Define human factors. Provide an example of some human measures/metrics for a typical system and describe the bases for these.
The correct answer and explanation is:
Definition of Human Factors:
Human factors is the scientific discipline concerned with understanding the interactions among humans and other elements of a system. It applies theory, principles, data, and methods to design systems that optimize human well-being and overall system performance. The goal is to design equipment, systems, tasks, and environments to enhance safety, efficiency, and usability.
Example and Explanation (Approx. 300 Words):
In aviation, human factors play a crucial role in cockpit design and pilot performance. A common system is the modern commercial aircraft cockpit, where human measures/metrics are essential to ensure safe operation.
Some typical human measures/metrics for this system include:
- Reaction Time: Measures how quickly a pilot responds to auditory or visual alarms (e.g., engine failure warning).
- Cognitive Load: Assesses the mental effort required to perform flight tasks, using subjective scales like NASA-TLX (Task Load Index).
- Error Rate: Tracks the frequency of mistakes in performing procedures, such as incorrect switch activation or checklist omissions.
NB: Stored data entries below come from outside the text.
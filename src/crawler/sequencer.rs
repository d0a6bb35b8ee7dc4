//! Pagination sequencer
//!
//! Hands out page offsets `min, min + step, min + 2·step, ...` up to an
//! inclusive bound. Every offset is handed out at most once, whatever the
//! number of concurrent callers.

use crate::config::PaginationConfig;
use std::sync::atomic::{AtomicU64, Ordering};

/// Generator of the next page offset to fetch
///
/// The shared counter holds the index of the next offset, not the offset
/// itself, so no arithmetic ever runs past the bound.
#[derive(Debug)]
pub struct Sequencer {
    /// Index of the next offset to hand out
    next_index: AtomicU64,

    /// Index of the highest offset within the bound; `None` when `min > max`
    last_index: Option<u64>,

    min: u64,

    /// Increment between offsets
    step: u64,

    /// Highest offset that may be handed out
    max: u64,
}

impl Sequencer {
    /// Creates a sequencer starting at `min`
    ///
    /// `step` must be non-zero; the configuration validator guarantees it.
    pub fn new(min: u64, step: u64, max: u64) -> Self {
        debug_assert!(step > 0, "step must be non-zero");

        let last_index = max.checked_sub(min).map(|span| span / step.max(1));

        Self {
            next_index: AtomicU64::new(0),
            last_index,
            min,
            step,
            max,
        }
    }

    /// Creates a sequencer over the configured offset range
    pub fn from_config(config: &PaginationConfig) -> Self {
        Self::new(config.start_min, config.step, config.start_max)
    }

    /// Reserves the next offset
    ///
    /// Returns `None` once every offset up to the bound has been handed out.
    /// Otherwise the index advances by exactly one in a single atomic
    /// read-and-increment, and the offset at that index is returned.
    pub fn reserve_next(&self) -> Option<u64> {
        let last_index = self.last_index?;

        self.next_index
            .fetch_update(Ordering::AcqRel, Ordering::Acquire, |index| {
                if index > last_index {
                    None
                } else {
                    index.checked_add(1)
                }
            })
            .ok()
            .map(|index| self.offset_at(index))
    }

    /// Offset at `index`; only called with `index <= last_index`, which keeps
    /// the result at or below `max`
    fn offset_at(&self, index: u64) -> u64 {
        self.min + index * self.step
    }

    pub fn min(&self) -> u64 {
        self.min
    }

    pub fn step(&self) -> u64 {
        self.step
    }

    pub fn max(&self) -> u64 {
        self.max
    }
}

#[cfg(test)]
mod tests {
    use super::*;
    use std::collections::HashSet;
    use std::sync::Arc;

    #[test]
    fn test_reserves_in_steps() {
        let sequencer = Sequencer::new(0, 50, 150);

        assert_eq!(sequencer.reserve_next(), Some(0));
        assert_eq!(sequencer.reserve_next(), Some(50));
        assert_eq!(sequencer.reserve_next(), Some(100));
        assert_eq!(sequencer.reserve_next(), Some(150));
        assert_eq!(sequencer.reserve_next(), None);
        assert_eq!(sequencer.reserve_next(), None);
    }

    #[test]
    fn test_none_leaves_counter_untouched() {
        let sequencer = Sequencer::new(0, 50, 60);

        assert_eq!(sequencer.reserve_next(), Some(0));
        assert_eq!(sequencer.reserve_next(), Some(50));
        assert_eq!(sequencer.reserve_next(), None);
        assert_eq!(sequencer.reserve_next(), None);
        assert_eq!(sequencer.next_index.load(Ordering::Acquire), 2);
    }

    #[test]
    fn test_bound_is_inclusive() {
        let sequencer = Sequencer::new(100, 25, 100);
        assert_eq!(sequencer.reserve_next(), Some(100));
        assert_eq!(sequencer.reserve_next(), None);
    }

    #[test]
    fn test_min_above_max_yields_nothing() {
        let sequencer = Sequencer::new(200, 50, 100);
        assert_eq!(sequencer.reserve_next(), None);
    }

    #[test]
    fn test_stops_below_top_of_range() {
        let sequencer = Sequencer::new(u64::MAX - 10, 50, u64::MAX - 1);
        assert_eq!(sequencer.reserve_next(), Some(u64::MAX - 10));
        assert_eq!(sequencer.reserve_next(), None);
    }

    #[test]
    fn test_bound_at_u64_max_never_repeats() {
        let sequencer = Sequencer::new(u64::MAX - 10, 50, u64::MAX);
        assert_eq!(sequencer.reserve_next(), Some(u64::MAX - 10));
        assert_eq!(sequencer.reserve_next(), None);
        assert_eq!(sequencer.reserve_next(), None);

        let sequencer = Sequencer::new(u64::MAX - 10, 5, u64::MAX);
        let reserved: Vec<u64> = std::iter::from_fn(|| sequencer.reserve_next()).collect();
        assert_eq!(reserved, vec![u64::MAX - 10, u64::MAX - 5, u64::MAX]);

        let sequencer = Sequencer::new(u64::MAX - 2, 1, u64::MAX);
        let reserved: Vec<u64> = std::iter::from_fn(|| sequencer.reserve_next()).collect();
        assert_eq!(reserved, vec![u64::MAX - 2, u64::MAX - 1, u64::MAX]);
        assert_eq!(sequencer.reserve_next(), None);
    }

    #[test]
    fn test_bound_at_u64_max_under_contention() {
        let sequencer = Arc::new(Sequencer::new(u64::MAX - 99, 1, u64::MAX));
        let mut handles = Vec::new();

        for _ in 0..4 {
            let sequencer = Arc::clone(&sequencer);
            handles.push(std::thread::spawn(move || {
                std::iter::from_fn(|| sequencer.reserve_next()).collect::<Vec<u64>>()
            }));
        }

        let mut all = Vec::new();
        for handle in handles {
            all.extend(handle.join().unwrap());
        }

        let unique: HashSet<u64> = all.iter().copied().collect();
        assert_eq!(all.len(), 100);
        assert_eq!(unique.len(), 100);
        assert!(unique.contains(&u64::MAX));
    }

    #[test]
    fn test_from_config() {
        let sequencer = Sequencer::from_config(&PaginationConfig::default());
        assert_eq!(sequencer.step(), 50);
        assert_eq!(sequencer.min(), 0);
        assert_eq!(sequencer.max(), 100_100);
        assert_eq!(sequencer.reserve_next(), Some(0));
    }

    #[test]
    fn test_concurrent_reservations_are_unique_and_contiguous() {
        let sequencer = Arc::new(Sequencer::new(0, 10, 99_990));
        let mut handles = Vec::new();

        for _ in 0..8 {
            let sequencer = Arc::clone(&sequencer);
            handles.push(std::thread::spawn(move || {
                let mut reserved = Vec::new();
                while let Some(offset) = sequencer.reserve_next() {
                    reserved.push(offset);
                }
                reserved
            }));
        }

        let mut all = Vec::new();
        for handle in handles {
            all.extend(handle.join().unwrap());
        }

        let unique: HashSet<u64> = all.iter().copied().collect();
        assert_eq!(unique.len(), all.len(), "an offset was reserved twice");
        assert_eq!(all.len(), 10_000);

        all.sort_unstable();
        let expected: Vec<u64> = (0..10_000).map(|i| i * 10).collect();
        assert_eq!(all, expected, "an offset was skipped");
    }

    #[tokio::test(flavor = "multi_thread", worker_threads = 4)]
    async fn test_concurrent_reservations_from_tasks() {
        let sequencer = Arc::new(Sequencer::new(0, 50, 50 * 499));
        let mut tasks = tokio::task::JoinSet::new();

        for _ in 0..16 {
            let sequencer = Arc::clone(&sequencer);
            tasks.spawn(async move {
                let mut reserved = Vec::new();
                while let Some(offset) = sequencer.reserve_next() {
                    reserved.push(offset);
                    tokio::task::yield_now().await;
                }
                reserved
            });
        }

        let mut seen = HashSet::new();
        while let Some(joined) = tasks.join_next().await {
            for offset in joined.unwrap() {
                assert!(seen.insert(offset), "offset {} reserved twice", offset);
            }
        }
        assert_eq!(seen.len(), 500);
    }
}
- Situational Awareness: Measures a pilot’s perception and understanding of the aircraft’s state and environment. Tools like SAGAT (Situation Awareness Global Assessment Technique) are used.
- Workload Tolerance: Evaluates how well pilots manage simultaneous tasks during high-stress periods like takeoff or landing.
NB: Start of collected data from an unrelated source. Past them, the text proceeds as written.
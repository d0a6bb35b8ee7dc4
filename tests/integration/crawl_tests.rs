//! Integration tests for the crawler
//!
//! These tests use wiremock to serve a paginated transaction table and run
//! the full crawl cycle end-to-end.

use pagesweep::config::Config;
use pagesweep::crawler::{run_crawl, Record};
use pagesweep::output::write_records;
use pagesweep::{SweepError, TerminationReason};
use wiremock::matchers::{method, path, query_param};
use wiremock::{Mock, MockServer, ResponseTemplate};

/// Records on a full page in these tests
const STEP: u64 = 5;

/// Creates a test configuration pointed at the mock server
fn create_test_config(base_url: &str, pool_size: usize) -> Config {
    let mut config = Config::default();
    config.target.url_template = format!("{}/index.html?start={{start}}", base_url);
    config.pagination.start_min = 0;
    config.pagination.step = STEP;
    config.pagination.start_max = 1_000;
    config.page.retry_budget = 2;
    config.page.load_timeout_ms = 2_000;
    config.page.interaction_timeout_ms = 1_000;
    config.pool.size = Some(pool_size);
    config.user_agent.crawler_name = "TestSweeper".to_string();
    config
}

/// Table rows for the page at `start`
fn rows(start: u64, count: u64) -> String {
    (start..start + count)
        .map(|n| {
            format!(
                "<tr><td>Checking</td><td>Transaction {}</td><td>{}€</td></tr>",
                n,
                n * 10
            )
        })
        .collect()
}

fn page(body: &str) -> String {
    format!(
        r#"<html><head><title>Transactions</title></head><body>
        <button id="btnGenerate">Reload</button>
        <table><tr><th>Account</th><th>Transaction</th><th>Amount</th></tr>{}</table>
        </body></html>"#,
        body
    )
}

async fn mount_page(server: &MockServer, start: u64, html: String) {
    Mock::given(method("GET"))
        .and(path("/index.html"))
        .and(query_param("start", start.to_string()))
        .respond_with(
            ResponseTemplate::new(200)
                .set_body_string(html)
                .insert_header("content-type", "text/html"),
        )
        .mount(server)
        .await;
}

/// Any page not mounted explicitly is past the end of the data
async fn mount_empty_fallback(server: &MockServer) {
    Mock::given(method("GET"))
        .and(path("/index.html"))
        .respond_with(
            ResponseTemplate::new(200)
                .set_body_string(page(""))
                .insert_header("content-type", "text/html"),
        )
        .mount(server)
        .await;
}

fn sorted(mut records: Vec<Record>) -> Vec<Record> {
    records.sort();
    records
}

#[tokio::test]
async fn test_full_crawl_until_short_page() {
    let mock_server = MockServer::start().await;

    mount_page(&mock_server, 0, page(&rows(0, 5))).await;
    mount_page(&mock_server, 5, page(&rows(5, 5))).await;
    mount_page(&mock_server, 10, page(&rows(10, 2))).await;
    mount_empty_fallback(&mock_server).await;

    let config = create_test_config(&mock_server.uri(), 2);
    let report = run_crawl(&config).await.expect("Crawl should succeed");

    assert_eq!(report.records.len(), 12);
    assert_eq!(report.exhausted_at, Some(10));
    assert!(matches!(
        report.termination,
        Some(TerminationReason::ShortPage { .. })
    ));
    assert_eq!(report.stats.full_pages, 2);
    assert_eq!(report.stats.fatal_pages, 0);

    let last = report
        .records
        .iter()
        .find(|r| r.transaction == "Transaction 11")
        .expect("Record from the short page");
    assert_eq!(last.account, "Checking");
    assert_eq!(last.amount, "110");
    assert_eq!(last.currency, "€");
}

#[tokio::test]
async fn test_pool_sizes_agree() {
    let mock_server = MockServer::start().await;

    for start in (0..30).step_by(STEP as usize) {
        mount_page(&mock_server, start, page(&rows(start, STEP))).await;
    }
    mount_page(&mock_server, 30, page(&rows(30, 3))).await;
    mount_empty_fallback(&mock_server).await;

    let serial = run_crawl(&create_test_config(&mock_server.uri(), 1))
        .await
        .expect("Serial crawl should succeed");
    let pooled = run_crawl(&create_test_config(&mock_server.uri(), 8))
        .await
        .expect("Pooled crawl should succeed");

    assert_eq!(serial.records.len(), 33);
    assert_eq!(sorted(serial.records), sorted(pooled.records));
    assert_eq!(serial.exhausted_at, Some(30));
    assert_eq!(pooled.exhausted_at, Some(30));
}

#[tokio::test]
async fn test_records_inside_frame() {
    let mock_server = MockServer::start().await;

    let frame_page =
        r#"<html><body><iframe src="/frame.html?start=0"></iframe></body></html>"#.to_string();
    mount_page(&mock_server, 0, frame_page).await;

    Mock::given(method("GET"))
        .and(path("/frame.html"))
        .respond_with(ResponseTemplate::new(200).set_body_string(page(&rows(0, 3))))
        .mount(&mock_server)
        .await;
    mount_empty_fallback(&mock_server).await;

    let config = create_test_config(&mock_server.uri(), 1);
    let report = run_crawl(&config).await.expect("Crawl should succeed");

    assert_eq!(report.records.len(), 3);
    assert_eq!(report.exhausted_at, Some(0));
}

#[tokio::test]
async fn test_unreachable_page_fails_crawl() {
    let mock_server = MockServer::start().await;

    mount_page(&mock_server, 0, page(&rows(0, 5))).await;
    Mock::given(method("GET"))
        .and(path("/index.html"))
        .and(query_param("start", "5"))
        .respond_with(ResponseTemplate::new(500))
        .mount(&mock_server)
        .await;
    mount_empty_fallback(&mock_server).await;

    let config = create_test_config(&mock_server.uri(), 1);
    let result = run_crawl(&config).await;

    match result {
        Err(SweepError::FetchExhausted {
            offset,
            attempts,
            url,
        }) => {
            assert_eq!(offset, 5);
            assert_eq!(attempts, 2);
            assert!(url.ends_with("/index.html?start=5"));
        }
        other => panic!("expected FetchExhausted, got {:?}", other.map(|r| r.records.len())),
    }
}

#[tokio::test]
async fn test_malformed_row_is_skipped() {
    let mock_server = MockServer::start().await;

    let body = format!(
        "{}<tr><td>Savings</td><td>Broken</td><td>n/a</td></tr>",
        rows(0, 2)
    );
    mount_page(&mock_server, 0, page(&body)).await;
    mount_empty_fallback(&mock_server).await;

    let config = create_test_config(&mock_server.uri(), 1);
    let report = run_crawl(&config).await.expect("Crawl should succeed");

    assert_eq!(report.records.len(), 2);
    assert_eq!(report.stats.rejected_rows, 1);
    assert!(report.records.iter().all(|r| r.account == "Checking"));
}

#[tokio::test]
async fn test_report_serializes_to_json() {
    let mock_server = MockServer::start().await;

    mount_page(&mock_server, 0, page(&rows(0, 1))).await;
    mount_empty_fallback(&mock_server).await;

    let config = create_test_config(&mock_server.uri(), 1);
    let report = run_crawl(&config).await.expect("Crawl should succeed");

    let mut buffer = Vec::new();
    write_records(&mut buffer, &report.records, false).unwrap();
    let text = String::from_utf8(buffer).unwrap();

    assert_eq!(
        text,
        "[{\"Account\":\"Checking\",\"Transaction\":\"Transaction 0\",\"Amount\":\"0\",\"Currency\":\"€\"}]\n"
    );
}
These metrics are based on physiological, psychological, and performance-based assessments. For instance, reaction time can be quantitatively measured using simulators. Cognitive load may be evaluated through subjective surveys or physiological indicators (e.g., heart rate variability, eye tracking). Situational awareness is assessed by pausing simulations and querying the pilot about the aircraft’s status.
The basis for these measures lies in the need to align system design with human capabilities and limitations. For example, by measuring workload and error rates, designers can improve automation features or rearrange cockpit controls to reduce pilot fatigue and errors. In essence, human factors ensure that systems support the operator, rather than overwhelm them, resulting in safer and more efficient performance.